House debates

Wednesday, 27 August 2025

Adjournment

National Disability Insurance Scheme

7:35 pm

Ali France (Dickson, Australian Labor Party) Share this | | Hansard source

The NDIS is dignity, opportunity and independence. It is a promise to take care of people with significant and permanent disability. However, we all know the NDIS needs structural change. Change is frightening, particularly to those who rely on the NDIS to have a shower, to eat a healthy meal and to get out in the community. We read about rorting on social media and we see the sceptics creeping in. People with a disability and their families are distressed by the criminals and rorters that have tainted our NDIS lifeline. The NDIS has transformed lives for the better, but we must ensure the NDIS and broader disability support services are safe and leave no-one behind.

We have done the work.
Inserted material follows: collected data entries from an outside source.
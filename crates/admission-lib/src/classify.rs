//! Mapping of transport actions and REST paths to action types

use crate::models::ActionType;

/// Default transport action prefixes
const DEFAULT_ACTION_RULES: &[(&str, ActionType)] = &[
    ("indices:data/read/search", ActionType::Search),
    ("indices:data/read/msearch", ActionType::Search),
    ("indices:data/write/bulk", ActionType::Indexing),
    ("indices:data/write/index", ActionType::Indexing),
];

/// Default REST path endings
const DEFAULT_PATH_RULES: &[(&str, ActionType)] = &[
    ("/_search", ActionType::Search),
    ("/_msearch", ActionType::Search),
    ("/_bulk", ActionType::Indexing),
    ("/_doc", ActionType::Indexing),
];

/// Decides which action type, if any, a request is admitted as.
///
/// Actions are matched by prefix, REST paths by their last segments.
#[derive(Debug, Clone)]
pub struct ActionClassifier {
    action_rules: Vec<(String, ActionType)>,
}

impl Default for ActionClassifier {
    fn default() -> Self {
        Self {
            action_rules: DEFAULT_ACTION_RULES
                .iter()
                .map(|(prefix, t)| (prefix.to_string(), *t))
                .collect(),
        }
    }
}

impl ActionClassifier {
    pub fn new() -> Self {
        Self::default()
    }

    /// Add an action prefix rule; later rules lose to earlier ones
    pub fn with_rule(mut self, prefix: impl Into<String>, action_type: ActionType) -> Self {
        self.action_rules.push((prefix.into(), action_type));
        self
    }

    pub fn classify_action(&self, action: &str) -> Option<ActionType> {
        self.action_rules
            .iter()
            .find(|(prefix, _)| action.starts_with(prefix.as_str()))
            .map(|(_, t)| *t)
    }

    /// Classify a REST path such as `/logs/_search` or `/logs/_doc/1`
    pub fn classify_uri(&self, uri: &str) -> Option<ActionType> {
        let path = uri.split('?').next().unwrap_or_default().trim_end_matches('/');
        DEFAULT_PATH_RULES
            .iter()
            .find(|(suffix, _)| {
                path.ends_with(suffix) || path.contains(&format!("{suffix}/"))
            })
            .map(|(_, t)| *t)
    }
}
As soon as we came to government in 2022, we ordered a review of the NDIS, exposing the need for change. There were no basic fraud or compliance controls during the nine long years the coalition were running the NDIS. We are fixing that. The vast majority of providers are unregistered and unregulated. We are going to fix that. The coalition allowed the states and territories to step away, to stop being the provider of last resort, to stop delivering support when no other provider was willing to set up in a country town or remote community. The exit by the states has left a deep hole in our mainstream systems of support. We are throwing the sink at that.
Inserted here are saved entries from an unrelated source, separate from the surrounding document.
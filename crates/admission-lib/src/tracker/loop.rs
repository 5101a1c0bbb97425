//! Resource tracking loop
//!
//! Polls the probe at a fixed delay, folds readings into per-resource samplers
//! and publishes the resulting [`NodeResourceUsageStats`] for the local node.

use super::{IoUsageCalculator, ResourceProbe, ResourceSampler, SamplerSnapshot};
use crate::health::{components, HealthRegistry};
use crate::models::{IoUsageStats, NodeResourceUsageStats, ResourceKind};
use crate::observability::AdmissionMetrics;
use crate::settings::TrackerSettings;
use crate::usage::ResourceUsageCollector;
use anyhow::Result;
use parking_lot::RwLock;
use std::sync::Arc;
use std::time::Duration;
use tokio::time::{interval, Instant, MissedTickBehavior};
use tokio_util::sync::CancellationToken;
use tracing::{debug, info, warn};

/// Result of one polling tick
#[derive(Debug, Clone, PartialEq, Eq)]
pub enum TickOutcome {
    /// Every signal was read
    Published,
    /// Stats were published, the listed signals kept their previous values
    Degraded { failed: Vec<ResourceKind> },
    /// Nothing could be read; nothing was published
    Failed,
}

/// Latest sampler snapshots, readable while the tracker runs
#[derive(Debug, Clone, Default)]
pub struct TrackerSnapshots {
    inner: Arc<RwLock<Vec<SamplerSnapshot>>>,
}

impl TrackerSnapshots {
    pub fn get(&self) -> Vec<SamplerSnapshot> {
        self.inner.read().clone()
    }

    fn set(&self, snapshots: Vec<SamplerSnapshot>) {
        *self.inner.write() = snapshots;
    }
}

/// Polls node resources and publishes smoothed usage for the local node
pub struct ResourceTracker {
    node_id: String,
    probe: Arc<dyn ResourceProbe>,
    collector: Arc<ResourceUsageCollector>,
    interval: Duration,
    cpu: ResourceSampler,
    memory: ResourceSampler,
    io: ResourceSampler,
    io_calculator: IoUsageCalculator,
    snapshots: TrackerSnapshots,
    metrics: AdmissionMetrics,
    health: Option<HealthRegistry>,
}

impl ResourceTracker {
    pub fn snapshots(&self) -> TrackerSnapshots {
        self.snapshots.clone()
    }

    /// Run until cancelled
    pub async fn run(mut self, token: CancellationToken) {
        info!(
            node_id = %self.node_id,
            interval_ms = self.interval.as_millis() as u64,
            "Starting resource tracker"
        );

        if let Err(e) = self.probe.prime().await {
            debug!(error = %e, "Failed to prime resource probe");
        }

        let mut ticker = interval(self.interval);
        ticker.set_missed_tick_behavior(MissedTickBehavior::Delay);
        let mut ticks = 0u64;

        loop {
            tokio::select! {
                _ = ticker.tick() => {
                    let start = Instant::now();
                    let outcome = self.poll_once().await;
                    ticks += 1;

                    if ticks % 60 == 0 {
                        debug!(
                            ticks,
                            elapsed_us = start.elapsed().as_micros() as u64,
                            outcome = ?outcome,
                            "Resource tracking tick"
                        );
                    }

                    self.report_health(&outcome).await;
                }
                _ = token.cancelled() => {
                    info!("Shutting down resource tracker");
                    break;
                }
            }
        }
    }

    /// Read every signal once and publish the result
    pub async fn poll_once(&mut self) -> TickOutcome {
        let mut failed = Vec::new();

        match self.probe.cpu_percent().await {
            Ok(cpu) => self.cpu.record(cpu),
            Err(e) => self.probe_failed(ResourceKind::Cpu, &e, &mut failed),
        }

        match self.probe.memory_used_percent().await {
            Ok(memory) => self.memory.record(memory),
            Err(e) => self.probe_failed(ResourceKind::Memory, &e, &mut failed),
        }

        match self.probe.io_stats().await {
            Ok(snapshot) => {
                // No value on the baseline tick and when no time has passed
                if let Some(io) = self.io_calculator.observe(&snapshot) {
                    self.io.record(io);
                }
            }
            Err(e) => self.probe_failed(ResourceKind::Io, &e, &mut failed),
        }

        if failed.len() == 3 {
            return TickOutcome::Failed;
        }

        self.collector.publish(self.current_stats());
        self.publish_snapshots();

        if failed.is_empty() {
            TickOutcome::Published
        } else {
            TickOutcome::Degraded { failed }
        }
    }

    /// Usage as seen by the controllers: window averages, I/O only once its window filled
    pub fn current_stats(&self) -> NodeResourceUsageStats {
        let io = if self.io.is_ready() {
            IoUsageStats {
                io_utilization_percent: self.io.window_average(),
                ewma_io_utilization_percent: self.io.average(),
            }
        } else {
            IoUsageStats::new(-1.0)
        };

        NodeResourceUsageStats::new(
            &self.node_id,
            self.cpu.window_average(),
            self.memory.window_average(),
            io,
        )
        .with_ewma(self.cpu.average(), self.memory.average())
    }

    fn publish_snapshots(&self) {
        let snapshots = vec![
            self.cpu.snapshot(),
            self.memory.snapshot(),
            self.io.snapshot(),
        ];
        for s in &snapshots {
            self.metrics.set_resource_usage(s.kind, "current", s.usage);
            self.metrics.set_resource_usage(s.kind, "window", s.window_average);
            self.metrics.set_resource_usage(s.kind, "ewma", s.ewma);
        }
        self.snapshots.set(snapshots);
    }

    fn probe_failed(&self, kind: ResourceKind, err: &anyhow::Error, failed: &mut Vec<ResourceKind>) {
        warn!(resource = %kind, error = %err, "Failed to read resource usage");
        self.metrics.inc_sampler_error(kind);
        failed.push(kind);
    }

    async fn report_health(&self, outcome: &TickOutcome) {
        let Some(health) = &self.health else {
            return;
        };
        match outcome {
            TickOutcome::Published => health.set_healthy(components::RESOURCE_TRACKER).await,
            TickOutcome::Degraded { failed } => {
                let names: Vec<&str> = failed.iter().map(|k| k.as_str()).collect();
                health
                    .set_degraded(
                        components::RESOURCE_TRACKER,
                        format!("Failed to read: {}", names.join(", ")),
                    )
                    .await
            }
            TickOutcome::Failed => {
                health
                    .set_unhealthy(components::RESOURCE_TRACKER, "All resource probes failing")
                    .await
            }
        }
    }
}

/// Builder for the resource tracker
pub struct ResourceTrackerBuilder {
    node_id: Option<String>,
    probe: Option<Arc<dyn ResourceProbe>>,
    collector: Option<Arc<ResourceUsageCollector>>,
    settings: TrackerSettings,
    health: Option<HealthRegistry>,
}

impl ResourceTrackerBuilder {
    pub fn new() -> Self {
        Self {
            node_id: None,
            probe: None,
            collector: None,
            settings: TrackerSettings::default(),
            health: None,
        }
    }

    pub fn node_id(mut self, node_id: impl Into<String>) -> Self {
        self.node_id = Some(node_id.into());
        self
    }

    pub fn probe(mut self, probe: Arc<dyn ResourceProbe>) -> Self {
        self.probe = Some(probe);
        self
    }

    pub fn collector(mut self, collector: Arc<ResourceUsageCollector>) -> Self {
        self.collector = Some(collector);
        self
    }

    /// Polling interval, window size and EWMA alpha
    pub fn settings(mut self, settings: TrackerSettings) -> Self {
        self.settings = settings;
        self
    }

    pub fn interval(mut self, interval: Duration) -> Self {
        self.settings.polling_interval_ms = interval.as_millis() as u64;
        self
    }

    pub fn window_size(mut self, window_size: usize) -> Self {
        self.settings.window_size = window_size;
        self
    }

    pub fn health(mut self, health: HealthRegistry) -> Self {
        self.health = Some(health);
        self
    }

    pub fn build(self) -> Result<ResourceTracker> {
        let node_id = self
            .node_id
            .ok_or_else(|| anyhow::anyhow!("Node id is required"))?;
        let probe = self
            .probe
            .ok_or_else(|| anyhow::anyhow!("Probe is required"))?;
        let collector = self
            .collector
            .ok_or_else(|| anyhow::anyhow!("Collector is required"))?;
        if self.settings.polling_interval_ms == 0 {
            anyhow::bail!("Polling interval must be positive");
        }

        let sampler = |kind| {
            ResourceSampler::new(kind, self.settings.window_size, self.settings.ewma_alpha)
        };

        Ok(ResourceTracker {
            node_id,
            probe,
            collector,
            interval: self.settings.polling_interval(),
            cpu: sampler(ResourceKind::Cpu),
            memory: sampler(ResourceKind::Memory),
            io: sampler(ResourceKind::Io),
            io_calculator: IoUsageCalculator::new(),
            snapshots: TrackerSnapshots::default(),
            metrics: AdmissionMetrics::new(),
            health: self.health,
        })
    }
}

impl Default for ResourceTrackerBuilder {
    fn default() -> Self {
        Self::new()
    }
}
I spoke with the mum of a participant a couple of years ago, who was absolutely thrilled her adult son was able to move into purpose-built independent living, designed for his needs. It was the first time, as a man in his 30s, that he'd lived away from his parents. But, when he moved in, he was unable to get nursing support, despite having the funding for 24/7 care. He lived a two-hour drive from Brisbane in a large regional town, where there are many participants but zero providers with nursing care. He tried desperately to get the state back involved in his care, because the alternative was to go back to his parents or a nursing home.

I've spoken to families in my electorate of Dickson who live around Dayboro, probably an hour and 15 minutes drive, on a good day, from the centre of Brisbane. They struggle to get any providers or any non-NDIS community supports to their village. We all know that children with autism wait too long for diagnosis and early intervention, and many kids from regional and remote backgrounds and areas and those from disadvantaged backgrounds get next to nothing.
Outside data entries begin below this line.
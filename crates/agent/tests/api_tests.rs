//! Integration tests for the agent API endpoints

use admission_agent::api::{create_router, AppState};
use admission_lib::{
    tracker::ResourceProbe, ActionType, AdmissionControlMode, AdmissionControlSettings,
    IoStatsSnapshot, IoUsageStats, NodeAdmissionControl, NodeResourceUsageStats,
};
use async_trait::async_trait;
use axum::{
    body::Body,
    http::{Request, StatusCode},
    Router,
};
use serde_json::{json, Value};
use std::sync::Arc;
use tower::ServiceExt;

struct IdleProbe;

#[async_trait]
impl ResourceProbe for IdleProbe {
    async fn cpu_percent(&self) -> anyhow::Result<f64> {
        Ok(5.0)
    }

    async fn memory_used_percent(&self) -> anyhow::Result<f64> {
        Ok(20.0)
    }

    async fn io_stats(&self) -> anyhow::Result<IoStatsSnapshot> {
        Ok(IoStatsSnapshot::new(vec![], 0))
    }
}

fn setup_test_app(mode: AdmissionControlMode) -> (Router, Arc<NodeAdmissionControl>) {
    let mut settings = AdmissionControlSettings {
        transport_mode: mode,
        ..Default::default()
    };
    settings.cpu.search_limit = 80.0;

    let node = Arc::new(
        NodeAdmissionControl::builder()
            .node_id("node-1")
            .probe(Arc::new(IdleProbe))
            .settings(settings)
            .build()
            .unwrap(),
    );
    let router = create_router(Arc::new(AppState::new(node.clone())));
    (router, node)
}

fn publish_cpu(node: &NodeAdmissionControl, cpu: f64) {
    node.usage().publish(NodeResourceUsageStats::new(
        "node-1",
        cpu,
        10.0,
        IoUsageStats::new(-1.0),
    ));
}

fn get(uri: &str) -> Request<Body> {
    Request::builder().uri(uri).body(Body::empty()).unwrap()
}

fn json_request(method: &str, uri: &str, body: Value) -> Request<Body> {
    Request::builder()
        .method(method)
        .uri(uri)
        .header("content-type", "application/json")
        .body(Body::from(body.to_string()))
        .unwrap()
}

async fn body_json(response: axum::response::Response) -> Value {
    let body = axum::body::to_bytes(response.into_body(), usize::MAX)
        .await
        .unwrap();
    serde_json::from_slice(&body).unwrap()
}

#[tokio::test]
async fn test_readyz_follows_node_lifecycle() {
    let (app, node) = setup_test_app(AdmissionControlMode::Monitor);

    let response = app.clone().oneshot(get("/readyz")).await.unwrap();
    assert_eq!(response.status(), StatusCode::SERVICE_UNAVAILABLE);

    node.start().await.unwrap();
    let response = app.clone().oneshot(get("/readyz")).await.unwrap();
    assert_eq!(response.status(), StatusCode::OK);
    assert_eq!(body_json(response).await["ready"], true);

    let response = app.oneshot(get("/healthz")).await.unwrap();
    assert_eq!(response.status(), StatusCode::OK);
    let health = body_json(response).await;
    assert!(health["components"]["resource_tracker"].is_object());
    assert!(health["components"]["perf_stats_monitor"].is_object());

    node.stop().await;
}

#[tokio::test]
async fn test_evaluate_rejects_with_429_when_enforced() {
    let (app, node) = setup_test_app(AdmissionControlMode::Enforced);
    publish_cpu(&node, 85.0);

    let response = app
        .clone()
        .oneshot(json_request(
            "POST",
            "/_admission/evaluate",
            json!({ "action": "indices:data/read/search" }),
        ))
        .await
        .unwrap();
    assert_eq!(response.status(), StatusCode::TOO_MANY_REQUESTS);
    let body = body_json(response).await;
    assert_eq!(body["admitted"], false);
    assert_eq!(body["action_type"], "search");

    // Indexing ceiling is still at its default
    let response = app
        .oneshot(json_request(
            "POST",
            "/_admission/evaluate",
            json!({ "action": "bulk", "action_type": "indexing" }),
        ))
        .await
        .unwrap();
    assert_eq!(response.status(), StatusCode::OK);
}

#[tokio::test]
async fn test_rest_gate_applies_admission_by_path() {
    let (app, node) = setup_test_app(AdmissionControlMode::Enforced);
    publish_cpu(&node, 85.0);

    let response = app
        .clone()
        .oneshot(get("/_admission/gate/logs/_search?q=error"))
        .await
        .unwrap();
    assert_eq!(response.status(), StatusCode::TOO_MANY_REQUESTS);
    let body = body_json(response).await;
    assert!(body["error"].as_str().unwrap().contains("rejected"));

    // Indexing ceiling is still at its default
    let response = app
        .clone()
        .oneshot(json_request("POST", "/_admission/gate/logs/_doc/1", json!({})))
        .await
        .unwrap();
    assert_eq!(response.status(), StatusCode::OK);
    let body = body_json(response).await;
    assert_eq!(body["path"], "/logs/_doc/1");
    assert_eq!(body["action_type"], "indexing");

    // Paths that are not searches or writes pass through
    let response = app
        .oneshot(get("/_admission/gate/_cluster/health"))
        .await
        .unwrap();
    assert_eq!(response.status(), StatusCode::OK);
    assert_eq!(body_json(response).await["action_type"], Value::Null);

    assert_eq!(node.service().rejection_count(ActionType::Search), 1);
}

#[tokio::test]
async fn test_rest_gate_reads_original_uri_header() {
    let (app, node) = setup_test_app(AdmissionControlMode::Enforced);
    publish_cpu(&node, 85.0);

    let request = Request::builder()
        .uri("/_admission/gate/check")
        .header("x-original-uri", "/logs/_msearch")
        .body(Body::empty())
        .unwrap();
    let response = app.oneshot(request).await.unwrap();
    assert_eq!(response.status(), StatusCode::TOO_MANY_REQUESTS);
}

#[tokio::test]
async fn test_evaluate_rejects_bad_action_types() {
    let (app, node) = setup_test_app(AdmissionControlMode::Enforced);
    publish_cpu(&node, 10.0);

    let response = app
        .clone()
        .oneshot(json_request(
            "POST",
            "/_admission/evaluate",
            json!({ "action": "x", "action_type": "reindex" }),
        ))
        .await
        .unwrap();
    assert_eq!(response.status(), StatusCode::BAD_REQUEST);

    let response = app
        .oneshot(json_request(
            "POST",
            "/_admission/evaluate",
            json!({ "action": "cluster:admin/settings", "action_type": "cluster_admin" }),
        ))
        .await
        .unwrap();
    assert_eq!(response.status(), StatusCode::BAD_REQUEST);
    assert!(body_json(response).await["error"]
        .as_str()
        .unwrap()
        .contains("configuration"));
}

#[tokio::test]
async fn test_monitor_mode_admits_and_counts() {
    let (app, node) = setup_test_app(AdmissionControlMode::Monitor);
    publish_cpu(&node, 85.0);

    let response = app
        .clone()
        .oneshot(json_request(
            "POST",
            "/_admission/evaluate",
            json!({ "action": "indices:data/read/search" }),
        ))
        .await
        .unwrap();
    assert_eq!(response.status(), StatusCode::OK);

    let response = app
        .oneshot(get("/_nodes/stats/admission_control"))
        .await
        .unwrap();
    assert_eq!(response.status(), StatusCode::OK);
    let stats = body_json(response).await;
    assert_eq!(stats["node_id"], "node-1");
    assert_eq!(stats["transport_mode"], "monitor");
    assert_eq!(stats["controllers"][0]["controller"], "global_cpu_usage");
    assert_eq!(stats["controllers"][0]["rejection_count"]["search"], 1);
}

#[tokio::test]
async fn test_settings_update_round_trip() {
    let (app, _node) = setup_test_app(AdmissionControlMode::Disabled);

    let response = app
        .clone()
        .oneshot(json_request(
            "PUT",
            "/_cluster/settings",
            json!({
                "persistent": { "admission_control.transport.mode": "enforced" },
                "admission_control.search.cpu_usage.limit": 70
            }),
        ))
        .await
        .unwrap();
    assert_eq!(response.status(), StatusCode::OK);
    let body = body_json(response).await;
    assert_eq!(body["acknowledged"], true);
    assert_eq!(body["updated"].as_array().unwrap().len(), 2);

    let response = app.clone().oneshot(get("/_cluster/settings")).await.unwrap();
    let settings = body_json(response).await;
    assert_eq!(settings["admission_control.transport.mode"], "enforced");
    assert_eq!(settings["admission_control.search.cpu_usage.limit"], 70.0);

    let response = app
        .oneshot(json_request(
            "PUT",
            "/_cluster/settings",
            json!({ "admission_control.tracker.window_size": 20 }),
        ))
        .await
        .unwrap();
    assert_eq!(response.status(), StatusCode::BAD_REQUEST);
}

#[tokio::test]
async fn test_remote_perf_stats_drive_node_state() {
    let (app, _node) = setup_test_app(AdmissionControlMode::Enforced);

    let response = app
        .clone()
        .oneshot(json_request(
            "POST",
            "/_nodes/node-2/perf_stats",
            json!({ "CPU": 95.0, "JVM": 10.0, "IO": 0.0 }),
        ))
        .await
        .unwrap();
    assert_eq!(response.status(), StatusCode::OK);
    let body = body_json(response).await;
    assert_eq!(body["node_id"], "node-2");
    assert_eq!(body["state"], "open");

    let response = app.oneshot(get("/_nodes/admission_state")).await.unwrap();
    assert_eq!(body_json(response).await["node-2"], "open");
}

#[tokio::test]
async fn test_metrics_endpoint_returns_prometheus_format() {
    let (app, node) = setup_test_app(AdmissionControlMode::Monitor);
    publish_cpu(&node, 10.0);
    node.evaluate("indices:data/read/search", None).unwrap();

    let response = app.oneshot(get("/metrics")).await.unwrap();
    assert_eq!(response.status(), StatusCode::OK);

    let content_type = response.headers().get("content-type").unwrap();
    assert!(content_type.to_str().unwrap().contains("text/plain"));

    let body = axum::body::to_bytes(response.into_body(), usize::MAX)
        .await
        .unwrap();
    let metrics_text = String::from_utf8(body.to_vec()).unwrap();
    assert!(metrics_text.contains("admission_control_evaluations_total"));
    assert!(metrics_text.contains("admission_control_evaluation_latency_seconds_bucket"));
}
That is why foundational supports and Thriving Kids are so very important. We need change because we must have support for all kids, no matter where you live or your socioeconomic status. We need early intervention in early learning settings, in schools and in the community. Support from health agencies, schools and community providers were allowed to dwindle by those opposite. The exodus is so complete that, in most areas, non-NDIS supports have disappeared for many families whose needs don't fully align with the scheme's original scope. Those outside the scheme have been falling through the cracks—cracks that began to appear a decade ago and are now deep chasms of inequity. We must fix this. The state-run health services, including allied health professionals, speech therapists and other specialists, provide services across my state of Queensland, servicing Medicare and aged-care patients, but they won't touch NDIS participants.

We are now doing everything we can to renegotiate with the states to get them back in, to ensure everyone gets the support they need to begin with foundational supports. I say to people with a disability and their families: we have your back. We will walk on this journey of change together. We will listen. We will not let the NDIS fall into total disrepair. I also say to the states: you are failing kids and people with a disability on a grand scale. You know this. You see it. You hear it. Don't turn away from us.